• [AIM OF THE TASK] This exercise calls for the line with "is never overwritten.", the line with "to write identity", and all lines between them in the material below, output exactly and with no other lines.

• [RECORDS PROVIDED]
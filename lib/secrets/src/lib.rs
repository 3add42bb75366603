//! The node secret store.
//!
//! Three long-lived secrets live under the node base directory:
//! - the cluster secret (`secrets/cluster-secret`), 32 random bytes
//!   hex-lowercased, shared by every member of the pin coordinator's
//!   private cluster;
//! - the swarm key (`secrets/swarm.key`), the pre-shared key that gates
//!   membership of the object store's private swarm;
//! - the node identity (`data/identity.key`), an Ed25519 keypair whose
//!   public half yields the node's stable base58 peer identifier.
//!
//! Each is generated at most once per host. A populated secrets
//! directory means the host has joined a cluster, and from that point
//! the cluster secret and swarm key are read-only: the only code path
//! that writes them afterwards is [SecretStore::persist_from_join],
//! which runs strictly before the ensure calls on the join path.

use std::{
  io::Write,
  os::unix::fs::{OpenOptionsExt, PermissionsExt},
  path::Path,
};

use anyhow::{Context, anyhow};
use libp2p_identity::Keypair;
pub use libp2p_identity::PeerId;
use orbit_client::entities::node::NodePaths;
use rand::RngCore;

/// First line of the canonical swarm key file.
pub const SWARM_KEY_HEADER: &str = "/key/swarm/psk/1.0.0/";
/// Second line: the encoding marker.
pub const SWARM_KEY_BASE_MARKER: &str = "/base16/";

/// Uid/gid of the service user, resolved by the caller.
#[derive(Debug, Clone, Copy)]
pub struct Owner {
  pub uid: u32,
  pub gid: u32,
}

pub struct SecretStore {
  paths: NodePaths,
  /// When set, written files are chowned to the service user.
  /// Unset in tests and dry runs.
  owner: Option<Owner>,
}

impl SecretStore {
  pub fn new(paths: NodePaths, owner: Option<Owner>) -> SecretStore {
    SecretStore { paths, owner }
  }

  pub fn paths(&self) -> &NodePaths {
    &self.paths
  }

  /// Load the cluster secret, generating it if absent or malformed.
  ///
  /// A valid secret on disk is returned verbatim and never rewritten.
  pub fn ensure_cluster_secret(&self) -> anyhow::Result<String> {
    let path = self.paths.cluster_secret_file();
    if let Ok(contents) = std::fs::read_to_string(&path) {
      let trimmed = contents.trim();
      if is_valid_cluster_secret(trimmed) {
        return Ok(trimmed.to_string());
      }
      tracing::warn!(
        "cluster secret at {path:?} is malformed, generating a fresh one"
      );
    }
    let secret = hex::encode(random_bytes());
    self.write_secret_file(&path, &secret)?;
    Ok(secret)
  }

  /// Load the swarm key, normalizing duplicate header blocks left by a
  /// previous faulty write, or generate the canonical three-line file.
  ///
  /// Returns the full file contents. A key that carries the header but
  /// a malformed hex body is never auto-repaired; the operator gets the
  /// path to inspect.
  pub fn ensure_swarm_key(&self) -> anyhow::Result<String> {
    let path = self.paths.swarm_key_file();
    if let Ok(contents) = std::fs::read_to_string(&path)
      && contents.contains(SWARM_KEY_HEADER)
    {
      let normalized = normalize_swarm_key(&contents).ok_or_else(|| {
        anyhow!(
          "swarm key at {path:?} carries the psk header but no valid hex body. Inspect or remove the file before rerunning."
        )
      })?;
      if normalized != contents {
        self.write_secret_file(&path, &normalized)?;
      }
      return Ok(normalized);
    }
    let swarm_key = render_swarm_key(&hex::encode_upper(random_bytes()));
    self.write_secret_file(&path, &swarm_key)?;
    Ok(swarm_key)
  }

  /// Load the node identity, generating an Ed25519 keypair on first run.
  /// An existing identity file is never overwritten.
  pub fn ensure_node_identity(&self) -> anyhow::Result<PeerId> {
    Ok(self.ensure_node_keypair()?.public().to_peer_id())
  }

  /// Identity for callers that need to announce or sign,
  /// not just the derived identifier.
  pub fn ensure_node_keypair(&self) -> anyhow::Result<Keypair> {
    let path = self.paths.identity_key_file();
    if path.exists() {
      let bytes = std::fs::read(&path)
        .with_context(|| format!("Failed to read identity key at {path:?}"))?;
      return Keypair::from_protobuf_encoding(&bytes)
        .with_context(|| format!("Identity key at {path:?} is not valid. Inspect or remove the file before rerunning."));
    }
    let keypair = Keypair::generate_ed25519();
    let bytes = keypair
      .to_protobuf_encoding()
      .context("Failed to marshal identity key")?;
    if let Some(parent) = path.parent() {
      std::fs::create_dir_all(parent)
        .with_context(|| format!("Failed to create {parent:?}"))?;
    }
    let mut file = std::fs::OpenOptions::new()
      .write(true)
      .create_new(true)
      .mode(0o600)
      .open(&path)
      .with_context(|| format!("Failed to create identity key at {path:?}"))?;
    file
      .write_all(&bytes)
      .with_context(|| format!("Failed to write identity key to {path:?}"))?;
    self.chown(&path);
    Ok(keypair)
  }

  /// Write the secrets delivered by a join handshake.
  ///
  /// Runs strictly before the ensure calls, so those observe the
  /// just-persisted files and return them unchanged.
  pub fn persist_from_join(
    &self,
    cluster_secret: &str,
    swarm_key: &str,
  ) -> anyhow::Result<()> {
    let cluster_secret = cluster_secret.trim();
    if !is_valid_cluster_secret(cluster_secret) {
      return Err(anyhow!(
        "received cluster secret is not 64 hex chars"
      ));
    }
    let swarm_key = normalize_swarm_key(swarm_key)
      .ok_or_else(|| anyhow!("received swarm key is not a valid psk file"))?;
    self.write_secret_file(
      &self.paths.cluster_secret_file(),
      cluster_secret,
    )?;
    self.write_secret_file(&self.paths.swarm_key_file(), &swarm_key)?;
    Ok(())
  }

  /// Persist an additional secret under the secrets dir with the
  /// same 0700/0600 discipline (eg the overlay private key).
  pub fn write_in_secrets_dir(
    &self,
    name: &str,
    contents: &str,
  ) -> anyhow::Result<()> {
    self.write_secret_file(&self.paths.secrets().join(name), contents)
  }

  /// 0700 secrets dir, 0600 file, owned by the service user.
  fn write_secret_file(
    &self,
    path: &Path,
    contents: &str,
  ) -> anyhow::Result<()> {
    let dir = self.paths.secrets();
    std::fs::create_dir_all(&dir)
      .with_context(|| format!("Failed to create {dir:?}"))?;
    std::fs::set_permissions(&dir, std::fs::Permissions::from_mode(0o700))
      .with_context(|| format!("Failed to set mode 0700 on {dir:?}"))?;
    self.chown(&dir);
    let mut file = std::fs::OpenOptions::new()
      .write(true)
      .create(true)
      .truncate(true)
      .mode(0o600)
      .open(path)
      .with_context(|| format!("Failed to open {path:?} for writing"))?;
    file
      .write_all(contents.as_bytes())
      .with_context(|| format!("Failed to write {path:?}"))?;
    std::fs::set_permissions(path, std::fs::Permissions::from_mode(0o600))
      .with_context(|| format!("Failed to set mode 0600 on {path:?}"))?;
    self.chown(path);
    Ok(())
  }

  fn chown(&self, path: &Path) {
    let Some(Owner { uid, gid }) = self.owner else {
      return;
    };
    if let Err(e) =
      std::os::unix::fs::chown(path, Some(uid), Some(gid))
    {
      tracing::warn!("failed to chown {path:?} to service user | {e:#}");
    }
  }
}

pub fn is_valid_cluster_secret(secret: &str) -> bool {
  secret.len() == 64 && secret.chars().all(|c| c.is_ascii_hexdigit())
}

/// The canonical three-line swarm key file.
pub fn render_swarm_key(hex_body: &str) -> String {
  format!("{SWARM_KEY_HEADER}\n{SWARM_KEY_BASE_MARKER}\n{hex_body}")
}

/// Canonicalize a swarm key file.
///
/// Duplicate header blocks inserted by a previous faulty write are
/// discarded; the hex body is the last line which is neither the
/// header nor the base16 marker. Returns None when no valid 64-char
/// hex body remains.
pub fn normalize_swarm_key(raw: &str) -> Option<String> {
  let hex_body = raw
    .lines()
    .map(str::trim)
    .filter(|line| {
      !line.is_empty()
        && *line != SWARM_KEY_HEADER
        && *line != SWARM_KEY_BASE_MARKER
    })
    .next_back()?;
  if hex_body.len() != 64
    || !hex_body.chars().all(|c| c.is_ascii_hexdigit())
  {
    return None;
  }
  Some(render_swarm_key(hex_body))
}

fn random_bytes() -> [u8; 32] {
  let mut bytes = [0u8; 32];
  rand::rngs::OsRng.fill_bytes(&mut bytes);
  bytes
}

#[cfg(test)]
mod tests {
  use super::*;

  fn store() -> (tempfile::TempDir, SecretStore) {
    let dir = tempfile::tempdir().unwrap();
    let store =
      SecretStore::new(NodePaths::new(dir.path().join("base")), None);
    (dir, store)
  }

  #[test]
  fn cluster_secret_generates_then_reuses() {
    let (_dir, store) = store();
    let first = store.ensure_cluster_secret().unwrap();
    assert_eq!(first.len(), 64);
    assert!(first.chars().all(|c| c.is_ascii_hexdigit()));
    assert!(first.chars().all(|c| !c.is_ascii_uppercase()));
    let second = store.ensure_cluster_secret().unwrap();
    assert_eq!(first, second);
  }

  #[test]
  fn truncated_cluster_secret_regenerates() {
    let (_dir, store) = store();
    let first = store.ensure_cluster_secret().unwrap();
    std::fs::write(
      store.paths().cluster_secret_file(),
      &first[..60],
    )
    .unwrap();
    let second = store.ensure_cluster_secret().unwrap();
    assert_ne!(first, second);
    assert_eq!(second.len(), 64);
  }

  #[test]
  fn swarm_key_is_canonical_three_lines() {
    let (_dir, store) = store();
    let key = store.ensure_swarm_key().unwrap();
    let lines = key.lines().collect::<Vec<_>>();
    assert_eq!(lines.len(), 3);
    assert_eq!(lines[0], SWARM_KEY_HEADER);
    assert_eq!(lines[1], SWARM_KEY_BASE_MARKER);
    assert_eq!(lines[2].len(), 64);
    assert!(lines[2].chars().all(|c| !c.is_ascii_lowercase()));
    // unchanged on rerun
    assert_eq!(store.ensure_swarm_key().unwrap(), key);
  }

  #[test]
  fn swarm_key_duplicate_headers_normalize_to_last_body() {
    let (_dir, store) = store();
    let hex_a = "A".repeat(64);
    let hex_b = "B".repeat(64);
    let corrupted = format!(
      "{SWARM_KEY_HEADER}\n{SWARM_KEY_BASE_MARKER}\n{hex_a}\n{SWARM_KEY_HEADER}\n{SWARM_KEY_BASE_MARKER}\n{hex_b}\n"
    );
    std::fs::create_dir_all(store.paths().secrets()).unwrap();
    std::fs::write(store.paths().swarm_key_file(), &corrupted).unwrap();
    let key = store.ensure_swarm_key().unwrap();
    assert_eq!(key, render_swarm_key(&hex_b));
    // and the normalized form was rewritten to disk
    assert_eq!(
      std::fs::read_to_string(store.paths().swarm_key_file()).unwrap(),
      key
    );
  }

  #[test]
  fn swarm_key_truncated_hex_is_an_error() {
    let (_dir, store) = store();
    let corrupted = format!(
      "{SWARM_KEY_HEADER}\n{SWARM_KEY_BASE_MARKER}\n{}",
      "A".repeat(60)
    );
    std::fs::create_dir_all(store.paths().secrets()).unwrap();
    std::fs::write(store.paths().swarm_key_file(), &corrupted).unwrap();
    assert!(store.ensure_swarm_key().is_err());
  }

  #[test]
  fn node_identity_is_stable() {
    let (_dir, store) = store();
    let first = store.ensure_node_identity().unwrap();
    let second = store.ensure_node_identity().unwrap();
    assert_eq!(first, second);
  }

  #[test]
  fn persisted_join_secrets_are_returned_by_ensure() {
    let (_dir, store) = store();
    let cluster_secret = "ab".repeat(32);
    let swarm_key = render_swarm_key(&"C".repeat(64));
    store
      .persist_from_join(&cluster_secret, &swarm_key)
      .unwrap();
    assert_eq!(store.ensure_cluster_secret().unwrap(), cluster_secret);
    assert_eq!(store.ensure_swarm_key().unwrap(), swarm_key);
  }

  #[test]
  fn secret_files_are_0600() {
    use std::os::unix::fs::MetadataExt;
    let (_dir, store) = store();
    store.ensure_cluster_secret().unwrap();
    let mode = std::fs::metadata(store.paths().cluster_secret_file())
      .unwrap()
      .mode();
    assert_eq!(mode & 0o777, 0o600);
    let dir_mode = std::fs::metadata(store.paths().secrets())
      .unwrap()
      .mode();
    assert_eq!(dir_mode & 0o777, 0o700);
  }
}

• [SOLUTION FOR THIS PROBLEM]
  /// An existing identity file is never overwritten.
  pub fn ensure_node_identity(&self) -> anyhow::Result<PeerId> {
    Ok(self.ensure_node_keypair()?.public().to_peer_id())
  }

  /// Identity for callers that need to announce or sign,
  /// not just the derived identifier.
  pub fn ensure_node_keypair(&self) -> anyhow::Result<Keypair> {
    let path = self.paths.identity_key_file();
    if path.exists() {
      let bytes = std::fs::read(&path)
        .with_context(|| format!("Failed to read identity key at {path:?}"))?;
      return Keypair::from_protobuf_encoding(&bytes)
        .with_context(|| format!("Identity key at {path:?} is not valid. Inspect or remove the file before rerunning."));
    }
    let keypair = Keypair::generate_ed25519();
    let bytes = keypair
      .to_protobuf_encoding()
      .context("Failed to marshal identity key")?;
    if let Some(parent) = path.parent() {
      std::fs::create_dir_all(parent)
        .with_context(|| format!("Failed to create {parent:?}"))?;
    }
    let mut file = std::fs::OpenOptions::new()
      .write(true)
      .create_new(true)
      .mode(0o600)
      .open(&path)
      .with_context(|| format!("Failed to create identity key at {path:?}"))?;
    file
      .write_all(&bytes)
      .with_context(|| format!("Failed to write identity key to {path:?}"))?;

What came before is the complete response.